- What you should do
Below are several entries. Transcribe exactly those lines that fall from the one with "let encoding = OutputEncoding::from_path(&path).ok_or_else(||" through the one with "in evaluation order.", end lines included.

Saved data entries:
........

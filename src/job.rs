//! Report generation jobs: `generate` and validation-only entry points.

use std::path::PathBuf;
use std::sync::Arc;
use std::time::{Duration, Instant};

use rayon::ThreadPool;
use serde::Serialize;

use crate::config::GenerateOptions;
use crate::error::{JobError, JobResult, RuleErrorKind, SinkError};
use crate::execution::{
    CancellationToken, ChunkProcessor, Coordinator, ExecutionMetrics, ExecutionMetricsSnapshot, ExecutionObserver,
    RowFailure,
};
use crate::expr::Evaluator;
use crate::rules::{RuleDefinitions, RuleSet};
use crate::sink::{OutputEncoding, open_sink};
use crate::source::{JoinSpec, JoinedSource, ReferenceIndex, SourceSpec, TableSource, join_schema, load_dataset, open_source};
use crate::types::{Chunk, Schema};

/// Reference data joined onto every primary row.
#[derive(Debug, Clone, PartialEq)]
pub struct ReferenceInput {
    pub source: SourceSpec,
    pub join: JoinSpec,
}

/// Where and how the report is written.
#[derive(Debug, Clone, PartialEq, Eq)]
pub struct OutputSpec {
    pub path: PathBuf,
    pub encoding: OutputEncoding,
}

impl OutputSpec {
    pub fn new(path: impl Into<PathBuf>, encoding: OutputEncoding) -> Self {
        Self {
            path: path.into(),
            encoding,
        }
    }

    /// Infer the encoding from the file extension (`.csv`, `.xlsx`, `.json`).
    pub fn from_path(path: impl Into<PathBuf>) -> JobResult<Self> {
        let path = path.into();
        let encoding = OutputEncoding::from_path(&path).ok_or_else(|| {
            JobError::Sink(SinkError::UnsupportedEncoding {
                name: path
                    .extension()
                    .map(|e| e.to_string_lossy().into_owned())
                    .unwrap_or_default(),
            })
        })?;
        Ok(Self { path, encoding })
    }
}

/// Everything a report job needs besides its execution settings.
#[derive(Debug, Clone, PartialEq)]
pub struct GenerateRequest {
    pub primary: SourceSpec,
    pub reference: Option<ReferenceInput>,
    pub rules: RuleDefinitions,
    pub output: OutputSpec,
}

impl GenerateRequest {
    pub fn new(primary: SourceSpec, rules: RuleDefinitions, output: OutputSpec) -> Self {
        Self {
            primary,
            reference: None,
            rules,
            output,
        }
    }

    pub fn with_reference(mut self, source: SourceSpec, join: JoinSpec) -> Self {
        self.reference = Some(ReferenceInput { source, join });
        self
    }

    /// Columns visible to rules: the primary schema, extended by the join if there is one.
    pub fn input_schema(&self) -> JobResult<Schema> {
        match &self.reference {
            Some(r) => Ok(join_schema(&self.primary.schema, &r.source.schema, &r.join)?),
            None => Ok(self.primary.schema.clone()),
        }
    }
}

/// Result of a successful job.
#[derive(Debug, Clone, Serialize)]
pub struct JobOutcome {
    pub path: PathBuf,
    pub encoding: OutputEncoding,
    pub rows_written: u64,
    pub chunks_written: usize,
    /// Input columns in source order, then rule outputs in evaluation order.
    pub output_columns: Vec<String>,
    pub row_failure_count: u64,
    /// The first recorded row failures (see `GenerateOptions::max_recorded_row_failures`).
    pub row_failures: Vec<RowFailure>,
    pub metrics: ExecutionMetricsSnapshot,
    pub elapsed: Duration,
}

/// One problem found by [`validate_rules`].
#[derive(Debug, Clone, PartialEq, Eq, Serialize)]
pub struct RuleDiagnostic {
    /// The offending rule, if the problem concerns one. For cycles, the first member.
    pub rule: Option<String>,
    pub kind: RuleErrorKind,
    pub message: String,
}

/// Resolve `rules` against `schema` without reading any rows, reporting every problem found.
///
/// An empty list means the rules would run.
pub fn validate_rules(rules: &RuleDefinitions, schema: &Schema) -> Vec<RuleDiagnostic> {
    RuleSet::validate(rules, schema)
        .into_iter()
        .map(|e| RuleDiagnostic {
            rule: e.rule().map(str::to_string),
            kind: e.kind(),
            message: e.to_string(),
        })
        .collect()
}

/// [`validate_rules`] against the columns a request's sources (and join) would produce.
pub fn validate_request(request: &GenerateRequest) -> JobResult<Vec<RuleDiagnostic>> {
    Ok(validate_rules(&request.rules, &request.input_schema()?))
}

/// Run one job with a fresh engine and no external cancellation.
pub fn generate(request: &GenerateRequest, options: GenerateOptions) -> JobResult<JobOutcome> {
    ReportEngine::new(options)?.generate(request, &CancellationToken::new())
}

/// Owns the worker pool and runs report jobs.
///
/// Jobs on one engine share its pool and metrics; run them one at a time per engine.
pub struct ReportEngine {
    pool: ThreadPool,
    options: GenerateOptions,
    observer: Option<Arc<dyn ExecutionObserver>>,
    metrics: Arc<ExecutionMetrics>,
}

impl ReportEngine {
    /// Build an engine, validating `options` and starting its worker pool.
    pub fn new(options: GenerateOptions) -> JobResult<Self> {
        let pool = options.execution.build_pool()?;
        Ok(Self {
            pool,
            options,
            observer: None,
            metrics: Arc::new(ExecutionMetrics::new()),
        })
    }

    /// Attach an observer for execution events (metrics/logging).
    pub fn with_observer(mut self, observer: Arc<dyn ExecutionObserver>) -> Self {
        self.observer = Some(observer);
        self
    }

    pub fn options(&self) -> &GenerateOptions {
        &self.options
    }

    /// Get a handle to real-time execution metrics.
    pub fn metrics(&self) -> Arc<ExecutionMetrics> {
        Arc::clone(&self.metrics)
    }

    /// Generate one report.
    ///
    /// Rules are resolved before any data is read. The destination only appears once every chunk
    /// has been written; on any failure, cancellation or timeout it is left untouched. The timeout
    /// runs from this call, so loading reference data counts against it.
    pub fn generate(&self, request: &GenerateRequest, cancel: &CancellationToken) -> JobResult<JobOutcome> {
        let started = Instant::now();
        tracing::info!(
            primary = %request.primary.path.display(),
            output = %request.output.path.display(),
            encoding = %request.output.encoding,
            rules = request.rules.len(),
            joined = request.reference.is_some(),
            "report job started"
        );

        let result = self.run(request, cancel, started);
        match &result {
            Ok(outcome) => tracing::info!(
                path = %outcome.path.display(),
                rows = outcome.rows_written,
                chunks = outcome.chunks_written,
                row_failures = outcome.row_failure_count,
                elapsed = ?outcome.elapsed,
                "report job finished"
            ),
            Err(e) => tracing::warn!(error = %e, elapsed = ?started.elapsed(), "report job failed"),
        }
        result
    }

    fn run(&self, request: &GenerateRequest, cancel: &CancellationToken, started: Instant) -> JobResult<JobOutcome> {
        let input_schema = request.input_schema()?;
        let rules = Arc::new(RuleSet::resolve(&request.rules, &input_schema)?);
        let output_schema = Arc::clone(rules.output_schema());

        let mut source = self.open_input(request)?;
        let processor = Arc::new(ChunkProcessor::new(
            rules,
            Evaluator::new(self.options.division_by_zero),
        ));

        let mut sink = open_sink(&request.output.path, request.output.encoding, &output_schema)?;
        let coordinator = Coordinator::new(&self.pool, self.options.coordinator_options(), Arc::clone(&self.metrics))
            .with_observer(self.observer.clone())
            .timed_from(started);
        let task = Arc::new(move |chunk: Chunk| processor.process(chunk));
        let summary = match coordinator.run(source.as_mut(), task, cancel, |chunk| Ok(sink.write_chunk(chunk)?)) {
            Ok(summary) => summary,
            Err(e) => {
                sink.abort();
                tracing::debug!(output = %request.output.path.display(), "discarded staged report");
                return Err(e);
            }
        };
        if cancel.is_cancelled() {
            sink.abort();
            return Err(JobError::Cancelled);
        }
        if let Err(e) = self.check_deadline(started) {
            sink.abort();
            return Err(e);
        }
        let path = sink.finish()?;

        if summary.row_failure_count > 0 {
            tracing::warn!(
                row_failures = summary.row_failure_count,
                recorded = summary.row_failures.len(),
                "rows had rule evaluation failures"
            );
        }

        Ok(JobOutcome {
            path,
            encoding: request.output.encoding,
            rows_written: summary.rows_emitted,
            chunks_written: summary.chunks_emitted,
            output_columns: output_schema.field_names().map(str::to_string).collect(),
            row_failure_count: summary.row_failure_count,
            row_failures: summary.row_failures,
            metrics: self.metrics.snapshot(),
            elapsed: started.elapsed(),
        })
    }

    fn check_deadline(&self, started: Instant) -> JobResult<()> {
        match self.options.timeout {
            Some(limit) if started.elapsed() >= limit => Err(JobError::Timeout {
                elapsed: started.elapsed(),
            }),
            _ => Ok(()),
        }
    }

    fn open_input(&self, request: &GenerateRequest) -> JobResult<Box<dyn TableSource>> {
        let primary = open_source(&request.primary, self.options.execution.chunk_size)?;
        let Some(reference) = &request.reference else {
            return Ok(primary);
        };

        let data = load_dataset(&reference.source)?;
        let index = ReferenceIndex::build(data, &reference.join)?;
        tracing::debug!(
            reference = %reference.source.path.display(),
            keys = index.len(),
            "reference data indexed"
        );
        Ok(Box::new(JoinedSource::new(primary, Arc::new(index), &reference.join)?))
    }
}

........

- Response box
        let encoding = OutputEncoding::from_path(&path).ok_or_else(|| {
            JobError::Sink(SinkError::UnsupportedEncoding {
                name: path
                    .extension()
                    .map(|e| e.to_string_lossy().into_owned())
                    .unwrap_or_default(),
            })
        })?;
        Ok(Self { path, encoding })
    }
}

/// Everything a report job needs besides its execution settings.
#[derive(Debug, Clone, PartialEq)]
pub struct GenerateRequest {
    pub primary: SourceSpec,
    pub reference: Option<ReferenceInput>,
    pub rules: RuleDefinitions,
    pub output: OutputSpec,
}

impl GenerateRequest {
    pub fn new(primary: SourceSpec, rules: RuleDefinitions, output: OutputSpec) -> Self {
        Self {
            primary,
            reference: None,
            rules,
            output,
        }
    }

    pub fn with_reference(mut self, source: SourceSpec, join: JoinSpec) -> Self {
        self.reference = Some(ReferenceInput { source, join });
        self
    }

    /// Columns visible to rules: the primary schema, extended by the join if there is one.
    pub fn input_schema(&self) -> JobResult<Schema> {
        match &self.reference {
            Some(r) => Ok(join_schema(&self.primary.schema, &r.source.schema, &r.join)?),
            None => Ok(self.primary.schema.clone()),
        }
    }
}

/// Result of a successful job.
#[derive(Debug, Clone, Serialize)]
pub struct JobOutcome {
    pub path: PathBuf,
    pub encoding: OutputEncoding,
    pub rows_written: u64,
    pub chunks_written: usize,
    /// Input columns in source order, then rule outputs in evaluation order.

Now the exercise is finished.